Stored items

--------------------------------------------------

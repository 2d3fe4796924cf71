//! Error types for the request pipeline, cache, and settings store.
//!
//! Every failure leaving the request executor is classified into exactly one
//! [`NetworkError`] variant, so callers never see raw transport errors.

use thiserror::Error;

/// Failures while turning an endpoint into a wire request.
#[derive(Error, Debug, Clone, PartialEq, Eq)]
pub enum RequestGenerationError {
  #[error("invalid URL: {0}")]
  InvalidUrl(String),

  #[error("invalid path: {0}")]
  InvalidPath(String),

  #[error("could not encode request body: {0}")]
  InvalidBody(String),
}

/// Failures observed on the response side of the pipeline.
#[derive(Error, Debug, Clone, PartialEq, Eq)]
pub enum ResponseError {
  #[error("no HTTP response received")]
  NoResponse,

  #[error("not connected to the network")]
  NotConnected,

  #[error("request was cancelled")]
  Cancelled,

  #[error("HTTP {status}")]
  Status { status: u16, body: Vec<u8> },

  #[error("response body was empty")]
  EmptyBody,

  #[error("failed to decode response: {0}")]
  Decode(String),
}

/// Classified error returned by the request executor and the throttle gate.
#[derive(Error, Debug, Clone, PartialEq, Eq)]
pub enum NetworkError {
  #[error("request generation failed: {0}")]
  Request(#[from] RequestGenerationError),

  #[error("response failed: {0}")]
  Response(#[from] ResponseError),

  #[error("{0}")]
  Generic(String),
}

/// Stable, switchable error kind for presentation layers.
#[derive(Debug, Clone, Copy, PartialEq, Eq)]
pub enum ErrorKind {
  InvalidUrl,
  InvalidPath,
  InvalidBody,
  NoResponse,
  NotConnected,
  Cancelled,
  Status,
  EmptyBody,
  Decode,
  Generic,
}

impl NetworkError {
  pub fn cancelled() -> Self {
    Self::Response(ResponseError::Cancelled)
  }

  pub fn is_cancelled(&self) -> bool {
    matches!(self, Self::Response(ResponseError::Cancelled))
  }

  pub fn kind(&self) -> ErrorKind {
    match self {
      Self::Request(RequestGenerationError::InvalidUrl(_)) => ErrorKind::InvalidUrl,
      Self::Request(RequestGenerationError::InvalidPath(_)) => ErrorKind::InvalidPath,
      Self::Request(RequestGenerationError::InvalidBody(_)) => ErrorKind::InvalidBody,
      Self::Response(ResponseError::NoResponse) => ErrorKind::NoResponse,
      Self::Response(ResponseError::NotConnected) => ErrorKind::NotConnected,
      Self::Response(ResponseError::Cancelled) => ErrorKind::Cancelled,
      Self::Response(ResponseError::Status { .. }) => ErrorKind::Status,
      Self::Response(ResponseError::EmptyBody) => ErrorKind::EmptyBody,
      Self::Response(ResponseError::Decode(_)) => ErrorKind::Decode,
      Self::Generic(_) => ErrorKind::Generic,
    }
  }

  /// Status code for non-2xx/3xx responses.
  pub fn status(&self) -> Option<u16> {
    match self {
      Self::Response(ResponseError::Status { status, .. }) => Some(*status),
      _ => None,
    }
  }
}

/// Errors from the two-tier cache. Only surfaced by explicit reads.
#[derive(Error, Debug)]
pub enum CacheError {
  #[error("cache IO error: {0}")]
  Io(#[from] std::io::Error),

  #[error("failed to encode cache entry: {0}")]
  Encode(String),

  #[error("failed to decode cache entry: {0}")]
  Decode(String),

  #[error("cache worker failed: {0}")]
  Join(#[from] tokio::task::JoinError),
}

/// Errors from the durable key/value settings store.
#[derive(Error, Debug)]
pub enum SettingsError {
  #[error("settings database error: {0}")]
  Database(#[from] rusqlite::Error),

  #[error("settings JSON error: {0}")]
  Json(#[from] serde_json::Error),

  #[error("IO error: {0}")]
  Io(#[from] std::io::Error),

  #[error("settings lock poisoned")]
  Poisoned,
}

pub type Result<T> = std::result::Result<T, NetworkError>;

--------------------------------------------------

> **Exercise requirements**
Your answer should be the lines of the records that hold the string "Failures".

> **Answer space**
/// Failures while turning an endpoint into a wire request.
/// Failures observed on the response side of the pipeline.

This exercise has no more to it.